What causes osteoporosis

What causes osteoporosis

What causes osteoporosis? And why? Think you know what causes osteoporosis? Think again – some reasons may surprise you.

  • Causes of Osteoporosis: An imbalance in hormones where several hormones play a role in regulating your bone density, including thyroid hormone and growth hormone. It also helps regulate how bones use calcium – the process of building and breaking bones.

But the secretion of too much thyroid hormone, known as hyperthyroidism, causes the loss of calcium in the urine at the expense of bone, and the lower the calcium, the weaker the bone. As well as aging that makes your body produce less growth hormone, which we need to build strong bones.

Causes of osteoporosis:

1. Calcium deficiency It is without calcium, you can not rebuild new bones during the lifelong process of bone remodeling. Bone is a reservoir of minerals – calcium and phosphorus. They need a constant level of calcium in the blood because many of your organs, especially your heart, muscles and nerves rely on calcium. When these devices require calcium, they will steal them from the metal store, which is bone. Over time, you drain the mineral reservoir in your bones, end up with thin bones, and experience osteoporosis.

2. Deficiency of vitamin D, very little vitamin D can lead to weak bones and increase in bone loss. Active vitamin D, known as calcitriol, is more like a vitamin A hormone, it is said. Vitamin D helps your body absorb and use calcium.

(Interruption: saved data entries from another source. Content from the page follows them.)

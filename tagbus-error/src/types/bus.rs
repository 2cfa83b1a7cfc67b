use std::any::Any;

use thiserror::Error;

use crate::{BoxError, ErrorExt, StatusCode};

/// Ошибки шины событий.
#[derive(Debug, Error)]
pub enum BusError {
    /// Тег не может быть пустой строкой.
    #[error("tag must not be empty")]
    EmptyTag,

    /// Отправка в тег без слушателей в строгом режиме.
    ///
    /// В режиме по умолчанию отправка в неизвестный тег ничего не делает.
    #[error("unknown tag: {tag}")]
    UnknownTag { tag: String },

    /// Слушатель вернул ошибку. Хранится первая ошибка рассылки.
    #[error("listener #{position} on tag '{tag}' failed: {source}")]
    Listener {
        tag: String,
        position: usize,
        #[source]
        source: BoxError,
    },

    /// Слушатель запаниковал во время рассылки.
    #[error("listener #{position} on tag '{tag}' panicked: {message}")]
    ListenerPanicked {
        tag: String,
        position: usize,
        message: String,
    },
}

impl BusError {
    /// Исходная ошибка слушателя, если рассылка завершилась его ошибкой.
    pub fn listener_source(&self) -> Option<&(dyn std::error::Error + Send + Sync + 'static)> {
        match self {
            Self::Listener { source, .. } => Some(source.as_ref()),
            _ => None,
        }
    }
}

impl ErrorExt for BusError {
    fn status_code(&self) -> StatusCode {
        match self {
            Self::EmptyTag => StatusCode::InvalidTag,
            Self::UnknownTag { .. } => StatusCode::NotFound,
            Self::Listener { .. } => StatusCode::ListenerFailed,
            Self::ListenerPanicked { .. } => StatusCode::ListenerPanicked,
        }
    }

    fn as_any(&self) -> &dyn Any {
        self
    }

    fn metrics_tags(&self) -> Vec<(&'static str, String)> {
        let mut tags = vec![
            ("error_type", "bus".to_string()),
            ("status_code", self.status_code().to_string()),
        ];

        match self {
            Self::UnknownTag { tag } => tags.push(("tag", tag.clone())),
            Self::Listener { tag, position, .. } | Self::ListenerPanicked { tag, position, .. } => {
                tags.push(("tag", tag.clone()));
                tags.push(("position", position.to_string()));
            }
            Self::EmptyTag => {}
        }

        tags
    }
}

3. Stable lifestyle, bones weaken if not worked on and trained. Remember astronauts early? They suffered rapid bone loss due to weightlessness in space. For people who are in a stable state or suffer from a condition such as paralysis or muscular atrophy, bone loss occurs quickly. Causing osteoporosis, and this is a solution in your hands. You can help “rebuild” your bones with weight-bearing exercises, as you put a gentle stress on your bones.

4. Thyroid conditions, has long been associated with high levels of thyroid hormone with an increase in bone loss. “This has always been a concern for most doctors, but if you look at the long-term bone density of patients taking high doses of thyroid pills, they do not differ significantly from normal, and are not at risk of fracture.

However, most doctors agree that: Anyone who takes high doses of thyroid hormone can benefit from getting regular exercise and taking enough calcium and vitamin D. These factors represent lifestyle and effective ways to overcome the risk of bone fractures in general , Along with bone density monitoring through the assays.